The Joshua tree somewhat resembles a genealogical tree, with branches springing perpendicularly to the trunk and to one another. There are no tree rings, but a spongy pulp material instead. The plant grows from a seed or from a rhyzome of an earlier existing tree. The growth rate is astonishingly slow, 10-20 cm (4-8 in) the first year, only 10 cm (4 in) in subsequent years. It can live up to three centuries. 

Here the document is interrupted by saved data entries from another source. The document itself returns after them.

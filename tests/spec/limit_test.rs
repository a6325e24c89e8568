//! The `default` limit spec and its order-by columns.

use druid_query::collection::OrderByCollection;
use druid_query::spec::{Limit, OrderBy};
use druid_query::types::{OrderByDirection, SortingOrder};
use serde_json::json;

#[test]
fn test_default_limit_has_empty_columns() {
    assert_eq!(
        serde_json::to_value(Limit::default()).unwrap(),
        json!({"type": "default", "columns": []})
    );
}

#[test]
fn test_limit_only() {
    assert_eq!(
        serde_json::to_value(Limit::new(Some(2715))).unwrap(),
        json!({"type": "default", "columns": [], "limit": 2715})
    );
}

#[test]
fn test_mutation_after_construction() {
    let mut limit = Limit::new(Some(2715));
    limit
        .set_limit(9372)
        .add_order_by(OrderBy::new("name", OrderByDirection::Descending, SortingOrder::Numeric));

    assert_eq!(limit.limit(), Some(9372));
    assert_eq!(
        serde_json::to_value(&limit).unwrap(),
        json!({
            "type": "default",
            "limit": 9372,
            "columns": [
                {"dimension": "name", "direction": "descending", "dimensionOrder": "numeric"}
            ]
        })
    );
}

#[test]
fn test_offset_and_prebuilt_columns() {
    let columns = OrderByCollection::new()
        .with(OrderBy::ascending("country"))
        .with(OrderBy::descending("city"));
    let mut limit = Limit::with_order_by(Some(10), columns);
    limit.set_offset(30);

    assert_eq!(limit.offset(), Some(30));
    assert_eq!(limit.order_by().map(|c| c.len()), Some(2));
    assert_eq!(
        serde_json::to_value(&limit).unwrap(),
        json!({
            "type": "default",
            "columns": [
                {"dimension": "country", "direction": "ascending", "dimensionOrder": "lexicographic"},
                {"dimension": "city", "direction": "descending", "dimensionOrder": "lexicographic"}
            ],
            "limit": 10,
            "offset": 30
        })
    );
}
//! Post-aggregators: values computed from aggregated columns.

use serde::ser::SerializeMap;
use serde::{Serialize, Serializer};

use crate::error::{DruidError, DruidResult};
use crate::types::{ArithmeticFunction, DataType};

/// Reads an aggregated column, optionally finalizing sketches.
#[derive(Debug, Clone, PartialEq)]
pub struct FieldAccessPostAggregator {
    pub name: String,
    pub field_name: String,
    pub finalizing: bool,
}

impl Serialize for FieldAccessPostAggregator {
    fn serialize<S: Serializer>(&self, serializer: S) -> Result<S::Ok, S::Error> {
        let mut map = serializer.serialize_map(None)?;
        let kind = if self.finalizing {
            "finalizingFieldAccess"
        } else {
            "fieldAccess"
        };
        map.serialize_entry("type", kind)?;
        map.serialize_entry("name", &self.name)?;
        map.serialize_entry("fieldName", &self.field_name)?;
        map.end()
    }
}

#[derive(Debug, Clone, PartialEq, Serialize)]
#[serde(tag = "type", rename = "constant")]
pub struct ConstantPostAggregator {
    pub name: String,
    pub value: f64,
}

/// Applies `fn` left to right over its fields.
#[derive(Debug, Clone, PartialEq, Serialize)]
#[serde(tag = "type", rename = "arithmetic")]
pub struct ArithmeticPostAggregator {
    pub name: String,
    #[serde(rename = "fn")]
    pub function: ArithmeticFunction,
    pub fields: Vec<PostAggregator>,
    /// `numericFirst` sorts nulls and NaN last.
    #[serde(skip_serializing_if = "Option::is_none")]
    pub ordering: Option<String>,
}

#[derive(Debug, Clone, PartialEq, Serialize)]
#[serde(tag = "type", rename = "expression")]
pub struct ExpressionPostAggregator {
    pub name: String,
    pub expression: String,
    #[serde(skip_serializing_if = "Option::is_none")]
    pub ordering: Option<String>,
}

/// `doubleGreatest`, `longLeast` and friends.
#[derive(Debug, Clone, PartialEq)]
pub struct GreatestLeastPostAggregator {
    pub name: String,
    pub fields: Vec<PostAggregator>,
    pub output_type: DataType,
    pub greatest: bool,
}

impl Serialize for GreatestLeastPostAggregator {
    fn serialize<S: Serializer>(&self, serializer: S) -> Result<S::Ok, S::Error> {
        let mut map = serializer.serialize_map(None)?;
        let suffix = if self.greatest { "Greatest" } else { "Least" };
        map.serialize_entry("type", &format!("{}{}", self.output_type.as_str(), suffix))?;
        map.serialize_entry("name", &self.name)?;
        map.serialize_entry("fields", &self.fields)?;
        map.end()
    }
}

#[derive(Debug, Clone, PartialEq, Serialize)]
#[serde(tag = "type", rename = "hyperUniqueCardinality", rename_all = "camelCase")]
pub struct HyperUniqueCardinalityPostAggregator {
    #[serde(skip_serializing_if = "Option::is_none")]
    pub name: Option<String>,
    pub field_name: String,
}

#[derive(Debug, Clone, PartialEq, Serialize)]
#[serde(tag = "type", rename = "javascript", rename_all = "camelCase")]
pub struct JavascriptPostAggregator {
    pub name: String,
    pub field_names: Vec<String>,
    pub function: String,
}

/// Any post-aggregator.
#[derive(Debug, Clone, PartialEq, Serialize)]
#[serde(untagged)]
pub enum PostAggregator {
    FieldAccess(FieldAccessPostAggregator),
    Constant(ConstantPostAggregator),
    Arithmetic(ArithmeticPostAggregator),
    Expression(ExpressionPostAggregator),
    GreatestLeast(GreatestLeastPostAggregator),
    HyperUniqueCardinality(HyperUniqueCardinalityPostAggregator),
    Javascript(JavascriptPostAggregator),
}

impl PostAggregator {
    pub fn field_access(name: impl Into<String>, field_name: impl Into<String>) -> Self {
        PostAggregator::FieldAccess(FieldAccessPostAggregator {
            name: name.into(),
            field_name: field_name.into(),
            finalizing: false,
        })
    }

    pub fn finalizing_field_access(name: impl Into<String>, field_name: impl Into<String>) -> Self {
        PostAggregator::FieldAccess(FieldAccessPostAggregator {
            name: name.into(),
            field_name: field_name.into(),
            finalizing: true,
        })
    }

    pub fn constant(name: impl Into<String>, value: f64) -> Self {
        PostAggregator::Constant(ConstantPostAggregator {
            name: name.into(),
            value,
        })
    }

    pub fn arithmetic(name: impl Into<String>, function: ArithmeticFunction, fields: Vec<PostAggregator>) -> Self {
        PostAggregator::Arithmetic(ArithmeticPostAggregator {
            name: name.into(),
            function,
            fields,
            ordering: None,
        })
    }

    pub fn expression(name: impl Into<String>, expression: impl Into<String>) -> Self {
        PostAggregator::Expression(ExpressionPostAggregator {
            name: name.into(),
            expression: expression.into(),
            ordering: None,
        })
    }

    /// Largest of `fields`; only `long` and `double` are supported.
    pub fn greatest(name: impl Into<String>, fields: Vec<PostAggregator>, output_type: DataType) -> DruidResult<Self> {
        Self::greatest_least(name, fields, output_type, true)
    }

    /// Smallest of `fields`; only `long` and `double` are supported.
    pub fn least(name: impl Into<String>, fields: Vec<PostAggregator>, output_type: DataType) -> DruidResult<Self> {
        Self::greatest_least(name, fields, output_type, false)
    }

    fn greatest_least(
        name: impl Into<String>,
        fields: Vec<PostAggregator>,
        output_type: DataType,
        greatest: bool,
    ) -> DruidResult<Self> {
        if !matches!(output_type, DataType::Long | DataType::Double) {
            return Err(DruidError::InvalidArgument(format!(
                "greatest/least post aggregations only support long and double, got {}",
                output_type
            )));
        }
        Ok(PostAggregator::GreatestLeast(GreatestLeastPostAggregator {
            name: name.into(),
            fields,
            output_type,
            greatest,
        }))
    }

    pub fn hyper_unique_cardinality(name: Option<String>, field_name: impl Into<String>) -> Self {
        PostAggregator::HyperUniqueCardinality(HyperUniqueCardinalityPostAggregator {
            name,
            field_name: field_name.into(),
        })
    }

    pub fn javascript<I, S>(name: impl Into<String>, field_names: I, function: impl Into<String>) -> Self
    where
        I: IntoIterator<Item = S>,
        S: Into<String>,
    {
        PostAggregator::Javascript(JavascriptPostAggregator {
            name: name.into(),
            field_names: field_names.into_iter().map(Into::into).collect(),
            function: function.into(),
        })
    }

    /// Output name, when the post-aggregator has one.
    pub fn name(&self) -> Option<&str> {
        match self {
            PostAggregator::FieldAccess(p) => Some(&p.name),
            PostAggregator::Constant(p) => Some(&p.name),
            PostAggregator::Arithmetic(p) => Some(&p.name),
            PostAggregator::Expression(p) => Some(&p.name),
            PostAggregator::GreatestLeast(p) => Some(&p.name),
            PostAggregator::HyperUniqueCardinality(p) => p.name.as_deref(),
            PostAggregator::Javascript(p) => Some(&p.name),
        }
    }
}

It is only after the plant has grown 25-30 cm (10-12 in) that it develops its narrow, sword-shaped pointed leaves. As for the flowers, the tree has to reach 2-3 m  (8-10 ft) before it starts to produce them. In early spring, the stalk is covered with green pods, with 7-9 buds in grouped clusters on each new branchlet. 
Inflorescences appear once or twice every year, rarely on the same branch. The white flowers, usually visible from the end of February until April, have partially opened petals. Flowering depends on earlier rainfall and on a cold winter. 
Yucca brevifolia is remarkable for its symbiotic relationship with its pollinator, a tiny white moth, Pronuba tegeticula synthetica. The moth collects the sticky pollen, gathers it into a ball that it deposits, together with its own eggs, into the pistil.
On a souvent besoin d’un plus petit que soi, according to La Fontaine, a French seventeenth-century writer : ‟one often needs someone smaller than oneself.‟ The smaller entity can make you live and be prosperous, as is the case with the Joshua tree — or with the microbiome in our guts. It can also kill you, as with pathogenic bacteria. Or, among plants, Ponderosa pines infested and killed by Dendroctonus ponderosae, a beetle whose larvae devastate those incredibly handsome trees — a blight currently affectng them along the entire ranges of the Sierras and the Rocky mountains, from Canada to Southern Colorado and California.
Why the name Joshua tree? It was thus named, allegedly, by Mormons during the nineteenth century. The name, Joshua tree, is out of the Bible. The biblical reference is very American: for two main reasons, the religiosity of the people; their anti-elitist distrust of a high-brow education, in the European style, high on Greek and Roman antiquity. Hence, to Americans — to Europeans much less — the Bible is both a sacred and a standard reference book. The name of the Joshua tree, together with the swearing-in procedure at a trial, Congress committee hearing, or with a new President, is a reminder.